→ **ASSIGNMENT**:
Reproduce exactly the lines that run from the start of the records below to the line with "use crate::engine::assets::scene_settings::SceneSettings;", inclusive.
Segment Start: MATERIAL PROVIDED
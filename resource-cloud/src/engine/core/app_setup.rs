// Standard library and external crates
use bevy::asset::AssetMetaCheck;
use bevy::log::{Level, LogPlugin};
use bevy::prelude::*;
use bevy_common_assets::json::JsonAssetPlugin;

use constants::camera::{CAMERA_FAR, CAMERA_FOV, CAMERA_NEAR};
use constants::render_settings::BACKGROUND_GRAY;

// Crate engine modules
use crate::engine::assets::resource_table::{ResourceTable, ResourceTableLoader};
use crate::engine::assets::scene_settings::SceneSettings;
use crate::engine::camera::viewport_camera::{SceneCamera, ViewportCamera};
use crate::engine::core::app_state::{AppState, transition_to_running};
use crate::engine::core::scene_plugin::{ResourceCloudPlugin, SceneSet};
use crate::engine::core::window_config::create_window_config;
use crate::engine::loading::dataset_loader::{DatasetLoader, publish_dataset, request_dataset};
use crate::engine::loading::progress::LoadingProgress;
use crate::engine::loading::settings_loader::{SettingsLoader, resolve_settings, start_loading};
use crate::engine::ui::card::{CardFonts, resolve_card_fonts};
// Host controls
use crate::interaction::shortcuts::handle_scene_shortcuts;

#[cfg(not(target_arch = "wasm32"))]
use crate::engine::loading::file_drop::handle_dropped_csv;
#[cfg(not(target_arch = "wasm32"))]
use crate::engine::ui::status::{reset_view_button_interaction, spawn_reset_view_button};

const LOG_FILTER: &str = "info,wgpu=error,naga=warn,resource_cloud=debug";

pub fn create_app() -> App {
    let mut app = App::new();

    app.add_plugins(create_default_plugins())
        .init_state::<AppState>()
        // Registers SceneSettings as a loadable asset type from `*.scene.json` files.
        .add_plugins(JsonAssetPlugin::<SceneSettings>::new(&["scene.json"]))
        .init_asset::<ResourceTable>()
        .register_asset_loader(ResourceTableLoader)
        .add_plugins(ResourceCloudPlugin)
        .insert_resource(ClearColor(Color::srgb_u8(
            BACKGROUND_GRAY,
            BACKGROUND_GRAY,
            BACKGROUND_GRAY,
        )));

    // Initialise loading resources early
    app.init_resource::<LoadingProgress>()
        .init_resource::<SettingsLoader>()
        .init_resource::<DatasetLoader>();

    // State-based system scheduling
    app.add_systems(Startup, (setup, start_loading).chain())
        .add_systems(
            Update,
            (
                // Loading phase systems
                resolve_settings,
                request_dataset,
                publish_dataset,
                transition_to_running,
            )
                .chain()
                .in_set(SceneSet::Data)
                .run_if(in_state(AppState::Loading)),
        )
        .add_systems(
            Update,
            resolve_card_fonts
                .run_if(resource_exists::<CardFonts>)
                .in_set(SceneSet::Overlay),
        )
        // Native shortcuts or no-op for WASM
        .add_systems(Update, handle_scene_shortcuts.in_set(SceneSet::Data));

    #[cfg(not(target_arch = "wasm32"))]
    {
        app.add_systems(Startup, spawn_reset_view_button).add_systems(
            Update,
            (handle_dropped_csv, reset_view_button_interaction).in_set(SceneSet::Data),
        );
    }

    app
}

fn spawn_scene_camera(commands: &mut Commands) {
    commands.spawn((
        SceneCamera,
        Camera3d::default(),
        Projection::Perspective(PerspectiveProjection {
            fov: CAMERA_FOV,
            near: CAMERA_NEAR,
            far: CAMERA_FAR,
            ..default()
        }),
        ViewportCamera::default().target_transform(),
    ));
}

// Startup system that only handles basic initialisation
fn setup(mut commands: Commands, asset_server: Res<AssetServer>) {
    info!("=== RESOURCE CLOUD ===");
    spawn_scene_camera(&mut commands);
    commands.insert_resource(CardFonts::load(&asset_server));
}

fn create_default_plugins() -> impl PluginGroup {
    let window_config = WindowPlugin {
        primary_window: Some(create_window_config()),
        ..default()
    };

    let asset_config = AssetPlugin {
        meta_check: AssetMetaCheck::Never,
        ..default()
    };

    let log_config = LogPlugin {
        level: Level::INFO,
        filter: LOG_FILTER.to_string(),
        ..default()
    };

    DefaultPlugins
        .set(window_config)
        .set(asset_config)
        .set(log_config)
}
use bevy::asset::LoadState;
use bevy::prelude::*;
use bevy::text::TextLayoutInfo;
use bevy::ui::ComputedNode;

use constants::card::{
    BOLD_AVERAGE_ADVANCE, CARD_ANCHOR_FROM_BOTTOM, CARD_DESCRIPTION_MAX_HEIGHT, CARD_EDGE_MARGIN,
    CARD_HEIGHT, CARD_MIN_WIDTH, CARD_PADDING, CATEGORY_FONT_SIZE, DESCRIPTION_FONT_SIZE,
    DETAIL_FONT_SIZE, NAME_FONT_SIZE, RELEVANCE_PREFIX, UNKNOWN_CATEGORY, UNKNOWN_DESCRIPTION,
    UNKNOWN_NAME, UNKNOWN_RELEVANCE, VISIT_LABEL,
};
use constants::path::{BOLD_FONT_PATH, REGULAR_FONT_PATH};

use crate::engine::assets::resource_record::ResourceRecord;
use crate::engine::assets::resource_set::ResourceSet;
use crate::engine::systems::feature_selector::FeatureState;
use crate::engine::systems::frame_fault::FrameFault;
use crate::engine::systems::viewport::ViewportSize;

/// Where the info card is drawn this frame, in logical pixels from the top-left.
/// Placement and link hit-testing both read this.
#[derive(Resource, Debug, Default, Clone, Copy, PartialEq)]
pub struct CardRect(pub Option<Rect>);

#[derive(Component)]
pub struct InfoCard;

#[derive(Component, Debug, Clone, Copy, PartialEq, Eq)]
pub enum CardRow {
    Name,
    Category,
    Description,
    Relevance,
    Visit,
}

impl CardRow {
    fn is_bold(self) -> bool {
        matches!(self, Self::Name)
    }
}

/// Optional card fonts. Rows keep the default font until these load.
#[derive(Resource)]
pub struct CardFonts {
    pub bold: Handle<Font>,
    pub regular: Handle<Font>,
    resolved: bool,
}

impl CardFonts {
    pub fn load(asset_server: &AssetServer) -> Self {
        Self {
            bold: asset_server.load(BOLD_FONT_PATH),
            regular: asset_server.load(REGULAR_FONT_PATH),
            resolved: false,
        }
    }
}

/// Laid-out width of the name row, in logical pixels, for the text it was measured with.
#[derive(Resource, Debug, Default, Clone, PartialEq)]
pub struct NameMeasure {
    text: String,
    width: f32,
}

impl NameMeasure {
    pub fn width_for(&self, name: &str) -> Option<f32> {
        (self.text == name && self.width > 0.0).then_some(self.width)
    }
}

/// Width of `text` in the bold card face, from the average glyph advance.
pub fn estimate_text_width(text: &str, font_size: f32) -> f32 {
    text.chars().count() as f32 * font_size * BOLD_AVERAGE_ADVANCE
}

/// Measured name width once the text pipeline has laid it out, the estimate until then.
pub fn name_text_width(name: &str, measure: &NameMeasure) -> f32 {
    measure
        .width_for(name)
        .unwrap_or_else(|| estimate_text_width(name, NAME_FONT_SIZE))
}

pub fn card_width(text_width: f32) -> f32 {
    (text_width + 2.0 * CARD_PADDING).max(CARD_MIN_WIDTH)
}

/// Anchor the card at the bottom-left and pull it back inside the viewport.
pub fn card_rect(text_width: f32, viewport: ViewportSize) -> Rect {
    let width = card_width(text_width);
    let mut left = 0.0;
    let mut top = viewport.height - CARD_ANCHOR_FROM_BOTTOM;

    if left + width > viewport.width {
        left = viewport.width - width - CARD_EDGE_MARGIN;
    }
    if left < 0.0 {
        left = CARD_EDGE_MARGIN;
    }
    if top + CARD_HEIGHT > viewport.height {
        top = viewport.height - CARD_HEIGHT - CARD_EDGE_MARGIN;
    }
    if top < 0.0 {
        top = CARD_EDGE_MARGIN;
    }

    Rect::new(left, top, left + width, top + CARD_HEIGHT)
}

fn or_fallback<'a>(value: &'a str, fallback: &'a str) -> &'a str {
    if value.trim().is_empty() { fallback } else { value }
}

fn row_text(row: CardRow, record: &ResourceRecord) -> String {
    match row {
        CardRow::Name => or_fallback(&record.name, UNKNOWN_NAME).to_string(),
        CardRow::Category => or_fallback(&record.category, UNKNOWN_CATEGORY).to_string(),
        CardRow::Description => or_fallback(&record.description, UNKNOWN_DESCRIPTION).to_string(),
        CardRow::Relevance => format!(
            "{RELEVANCE_PREFIX}{}",
            or_fallback(&record.relevance, UNKNOWN_RELEVANCE)
        ),
        CardRow::Visit => VISIT_LABEL.to_string(),
    }
}

fn spawn_card_row(parent: &mut ChildSpawnerCommands, row: CardRow, size: f32, gray: Color, node: Node) {
    // The name never wraps so its laid-out size is the full line width.
    let layout = if row == CardRow::Name {
        TextLayout::new_with_no_wrap()
    } else {
        TextLayout::default()
    };
    parent.spawn((
        row,
        Text::new(""),
        TextFont {
            font_size: size,
            ..default()
        },
        TextColor(gray),
        layout,
        node,
    ));
}

pub fn spawn_info_card(mut commands: Commands) {
    commands
        .spawn((
            InfoCard,
            Name::new("InfoCard"),
            BackgroundColor(Color::srgba_u8(255, 255, 255, 240)),
            BorderColor(Color::srgb_u8(200, 200, 200)),
            Node {
                position_type: PositionType::Absolute,
                left: Val::Px(0.0),
                top: Val::Px(0.0),
                width: Val::Px(CARD_MIN_WIDTH),
                height: Val::Px(CARD_HEIGHT),
                border: UiRect::all(Val::Px(1.0)),
                padding: UiRect::axes(Val::Px(CARD_PADDING), Val::Px(16.0)),
                display: Display::Flex,
                flex_direction: FlexDirection::Column,
                row_gap: Val::Px(6.0),
                overflow: Overflow::clip(),
                ..default()
            },
            Visibility::Hidden,
        ))
        .with_children(|card| {
            spawn_card_row(card, CardRow::Name, NAME_FONT_SIZE, Color::BLACK, Node::default());
            spawn_card_row(
                card,
                CardRow::Category,
                CATEGORY_FONT_SIZE,
                Color::srgb_u8(100, 100, 100),
                Node::default(),
            );
            spawn_card_row(
                card,
                CardRow::Description,
                DESCRIPTION_FONT_SIZE,
                Color::srgb_u8(60, 60, 60),
                Node {
                    width: Val::Percent(100.0),
                    max_height: Val::Px(CARD_DESCRIPTION_MAX_HEIGHT),
                    overflow: Overflow::clip(),
                    ..default()
                },
            );
            spawn_card_row(
                card,
                CardRow::Relevance,
                DETAIL_FONT_SIZE,
                Color::srgb_u8(120, 120, 120),
                Node::default(),
            );
            spawn_card_row(
                card,
                CardRow::Visit,
                DETAIL_FONT_SIZE,
                Color::srgb_u8(0, 100, 200),
                Node {
                    display: Display::None,
                    ..default()
                },
            );
        });
}

/// Swap in the card fonts once they load; a failed load keeps the default font.
pub fn resolve_card_fonts(
    mut fonts: ResMut<CardFonts>,
    asset_server: Res<AssetServer>,
    mut rows: Query<(&CardRow, &mut TextFont)>,
) {
    if fonts.resolved {
        return;
    }

    let settled = |handle: &Handle<Font>| match asset_server.get_load_state(handle) {
        Some(LoadState::Loaded) => Some(true),
        Some(LoadState::Failed(_)) | None => Some(false),
        _ => None,
    };
    let (Some(bold_ok), Some(regular_ok)) = (settled(&fonts.bold), settled(&fonts.regular)) else {
        return;
    };

    if !bold_ok || !regular_ok {
        warn!("Card fonts unavailable, using the default font");
    }

    for (row, mut text_font) in &mut rows {
        if row.is_bold() && bold_ok {
            text_font.font = fonts.bold.clone();
        } else if !row.is_bold() && regular_ok {
            text_font.font = fonts.regular.clone();
        }
    }
    fonts.resolved = true;
}

/// Record the name row's laid-out width from the last text layout pass.
pub fn measure_card_name(
    rows: Query<(&CardRow, &Text, &TextLayoutInfo, &ComputedNode)>,
    mut measure: ResMut<NameMeasure>,
) {
    for (row, text, layout, node) in &rows {
        if *row != CardRow::Name || layout.size.x <= 0.0 {
            continue;
        }
        measure.set_if_neq(NameMeasure {
            text: text.0.clone(),
            width: layout.size.x * node.inverse_scale_factor(),
        });
    }
}

/// Place and fill the card for the featured record, or hide it.
pub fn update_info_card(
    feature: Res<FeatureState>,
    resource_set: Res<ResourceSet>,
    viewport: Res<ViewportSize>,
    measure: Res<NameMeasure>,
    mut card_rect: ResMut<CardRect>,
    mut cards: Query<(&mut Node, &mut Visibility), With<InfoCard>>,
    mut rows: Query<(&CardRow, &mut Text, &mut Node), Without<InfoCard>>,
) -> Result<(), FrameFault> {
    let (mut card_node, mut visibility) = cards
        .single_mut()
        .map_err(|_| FrameFault::MissingCardNodes)?;

    let featured = feature.featured();
    let record = featured.and_then(|index| resource_set.get(index));
    let Some(record) = record else {
        visibility.set_if_neq(Visibility::Hidden);
        card_rect.set_if_neq(CardRect(None));
        return match featured {
            Some(index) => Err(FrameFault::FeaturedOutOfRange {
                index,
                count: resource_set.len(),
            }),
            None => Ok(()),
        };
    };

    let rect = card_rect_for(record, *viewport, &measure);
    card_rect.set_if_neq(CardRect(Some(rect)));
    visibility.set_if_neq(Visibility::Visible);

    let (left, top, width) = (
        Val::Px(rect.min.x),
        Val::Px(rect.min.y),
        Val::Px(rect.width()),
    );
    if card_node.left != left || card_node.top != top || card_node.width != width {
        card_node.left = left;
        card_node.top = top;
        card_node.width = width;
    }

    let show_visit = record.navigable_link().is_some();
    for (row, mut text, mut node) in &mut rows {
        let wanted = row_text(*row, record);
        if text.0 != wanted {
            text.0 = wanted;
        }
        if *row == CardRow::Visit {
            let display = if show_visit { Display::Flex } else { Display::None };
            if node.display != display {
                node.display = display;
            }
        }
    }

    Ok(())
}

fn card_rect_for(record: &ResourceRecord, viewport: ViewportSize, measure: &NameMeasure) -> Rect {
    let name = or_fallback(&record.name, UNKNOWN_NAME);
    card_rect(name_text_width(name, measure), viewport)
}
Segment End: MATERIAL PROVIDED
→ **WRITTEN SOLUTION**:
filename resource-cloud/src/engine/core/app_setup.rs
// Standard library and external crates
use bevy::asset::AssetMetaCheck;
use bevy::log::{Level, LogPlugin};
use bevy::prelude::*;
use bevy_common_assets::json::JsonAssetPlugin;

use constants::camera::{CAMERA_FAR, CAMERA_FOV, CAMERA_NEAR};
use constants::render_settings::BACKGROUND_GRAY;

// Crate engine modules
use crate::engine::assets::resource_table::{ResourceTable, ResourceTableLoader};
use crate::engine::assets::scene_settings::SceneSettings;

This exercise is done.